Would the interest portion of the new mortgage amounts on the rental properties be tax deductible even though the proceeds were used to pay off personal residence?

$ 139k principle residence mortgage and a HELOC of $50,000 available.
$ 78 k mortgage on Building #1 $190,000 value
$ 36 k mortgage on Building #2 $125,000 value
$ 68 k Mortgage on Building #3 $110,000 value
$ 57 k Mortgage on Building #4 $ 90,000 value

Total expenses are approx $7,000 to $7,500
Total Gross rental income $10,000 +

Just started investigating cash damming/ smith manoeuver. Would this be an option in this situation???

Our main goal is to transfer our primary residence to our rental properties to enable tax deductions on interest portion.


----------



## OhGreatGuru (May 24, 2009)

Try searching for other threads on this subject. I'm pretty sure it's illegal if CRA catches you at it, but I can't quote the tax provisions covering it.


----------



## Rusty O'Toole (Feb 1, 2012)

What is illegal about it?


----------



## Just a Guy (Mar 27, 2012)

Cash damming is perfectly legitimate as long as you don't transfer too much, too quickly. I think million dollar journey (link below) has a good article on how to do it.


----------



## Woz (Sep 5, 2013)

It's the current use of the borrowed funds that determines if the interest is tax deductible. If you borrow from your rental properties to pay off you principle residence mortgage then the interest wouldn't be tax deductible.

To do it properly, you would create two accounts, account A and B. In account A you would borrow from your rental property and use the funds to pay all rental property expenses. In account B you would deposit all income from your rental properties and use it to pay down your principle residence. That way the borrowed funds are only being used to generate income and therefore would be tax deductible.


----------



## GregR (Apr 10, 2009)

It looks like my best option is to slowly use cash damming to transfer non deductible interest to deductible interest. 

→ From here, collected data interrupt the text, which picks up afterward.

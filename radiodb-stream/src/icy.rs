//! ICY metadata parser.
//!
//! Shoutcast-style streams carry the current song in the `StreamTitle` tag,
//! which `ffprobe` can extract without us decoding any audio. The probe runs
//! as a subprocess every two minutes; an observation is emitted only when
//! the title changes.

use crate::{SongInfo, SongInfoStream, SongSource, StreamError};
use async_stream::try_stream;
use serde::Deserialize;
use std::process::Stdio;
use tokio::process::Command;
use tokio::time::{sleep, Duration};
use tracing::warn;

const POLL_INTERVAL: Duration = Duration::from_secs(120);

pub struct IcyStream {
    url: String,
}

impl IcyStream {
    pub fn new(url: impl Into<String>) -> Self {
        Self { url: url.into() }
    }
}

impl SongSource for IcyStream {
    fn name(&self) -> &'static str {
        "icy"
    }

    fn read_song_info(&self) -> SongInfoStream {
        let url = self.url.clone();
        Box::pin(try_stream! {
            let mut previous: Option<SongInfo> = None;
            // A format rejection may only escape on the first probe; once
            // the stream has produced one well-formed title, a tag-less
            // probe is a skipped tick, not a format change.
            let mut accepted = false;
            loop {
                match probe_stream_title(&url).await {
                    Ok(title) => {
                        accepted = true;
                        let info = split_stream_title(&title);
                        if previous.as_ref() != Some(&info) {
                            previous = Some(info.clone());
                            yield info;
                        }
                    }
                    Err(err) if err.is_format() && accepted => {
                        warn!("Transient malformed probe output from {url}, skipping tick: {err}");
                    }
                    Err(err) => Err(err)?,
                }
                sleep(POLL_INTERVAL).await;
            }
        })
    }
}

#[derive(Debug, Deserialize)]
struct ProbeOutput {
    format: ProbeFormat,
}

#[derive(Debug, Deserialize)]
struct ProbeFormat {
    tags: ProbeTags,
}

#[derive(Debug, Deserialize)]
struct ProbeTags {
    #[serde(rename = "StreamTitle")]
    stream_title: String,
}

/// Run `ffprobe` against the stream and return the `StreamTitle` tag.
///
/// A missing binary or spawn failure propagates as an IO error; output that
/// does not carry the expected shape is a format mismatch, which the poll
/// loop treats as a rejection on the first probe and a skipped tick after.
async fn probe_stream_title(url: &str) -> Result<String, StreamError> {
    let output = Command::new("ffprobe")
        .args(["-v", "error", "-show_format", "-of", "json"])
        .arg(url)
        .stdin(Stdio::null())
        .stdout(Stdio::piped())
        .stderr(Stdio::piped())
        .kill_on_drop(true)
        .output()
        .await?;

    if !output.status.success() {
        warn!(
            "ffprobe exited with {} for {url}: {}",
            output.status,
            String::from_utf8_lossy(&output.stderr).trim()
        );
    }

    parse_probe_output(&output.stdout)
}

fn parse_probe_output(stdout: &[u8]) -> Result<String, StreamError> {
    serde_json::from_slice::<ProbeOutput>(stdout)
        .map(|probe| probe.format.tags.stream_title)
        .map_err(|_| StreamError::Format("Not an ICY stream".into()))
}

/// Split a `StreamTitle` on the first `" - "` into artist and title. With no
/// separator the whole string is the title and the artist is unknown.
fn split_stream_title(stream_title: &str) -> SongInfo {
    match stream_title.split_once(" - ") {
        Some((artist, title)) => SongInfo {
            artist: Some(artist.to_string()),
            title: Some(title.to_string()),
            file: None,
        },
        None => SongInfo {
            artist: None,
            title: Some(stream_title.to_string()),
            file: None,
        },
    }
}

Am I correct in thinking that even though there is equity in the rentals using it to repay the primary home mortgage would render it non deductible, unless the equity is used to purchase more income producing assets?


----------



## CPA Candidate (Dec 15, 2013)

GregR said:


> Am I correct in thinking that even though there is equity in the rentals using it to repay the primary home mortgage would render it non deductible, unless the equity is used to purchase more income producing assets?


As I understand it, yes.


----------



## showmethemoney45 (Feb 27, 2015)

*Vacation home interest tax deduction*

Here's my situation:

I would like to take out a mortgage for a vacation home but I want to transfer the equity from my rental properties so the mortgage interest will be tax deductable in a legal way.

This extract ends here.